Every line of the material is to be given again exactly.
START RECORD EXCERPTS
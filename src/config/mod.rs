//! Analysis Configuration Module
//!
//! Provides the analysis parameters loaded from a TOML file, so every
//! threshold and window length is operator-tunable.
//!
//! ## Loading Order
//!
//! 1. `CBL_ANALYZER_CONFIG` environment variable (path to TOML file)
//! 2. `cbl_analyzer.toml` in the current working directory
//! 3. Built-in defaults
//!
//! ## Usage
//!
//! The config is a plain value passed explicitly into the analysis, never a
//! global:
//!
//! ```ignore
//! let config = AnalysisConfig::load();
//! let params = AnalysisParams::from_config(&config);
//! let report = analysis::run(&log, &perforations, &params);
//! ```

mod analysis_config;
pub mod defaults;
pub mod validation;

pub use analysis_config::*;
END RECORD EXCERPTS
| RESPONSE BELOW |
filename src/config/mod.rs
//! Analysis Configuration Module
//!
//! Provides the analysis parameters loaded from a TOML file, so every
//! threshold and window length is operator-tunable.
//!
//! ## Loading Order
//!
//! 1. `CBL_ANALYZER_CONFIG` environment variable (path to TOML file)
//! 2. `cbl_analyzer.toml` in the current working directory
//! 3. Built-in defaults
//!
//! ## Usage
//!
//! The config is a plain value passed explicitly into the analysis, never a
//! global:
//!
//! ```ignore
//! let config = AnalysisConfig::load();
//! let params = AnalysisParams::from_config(&config);
//! let report = analysis::run(&log, &perforations, &params);
//! ```

mod analysis_config;
pub mod defaults;
pub mod validation;

pub use analysis_config::*;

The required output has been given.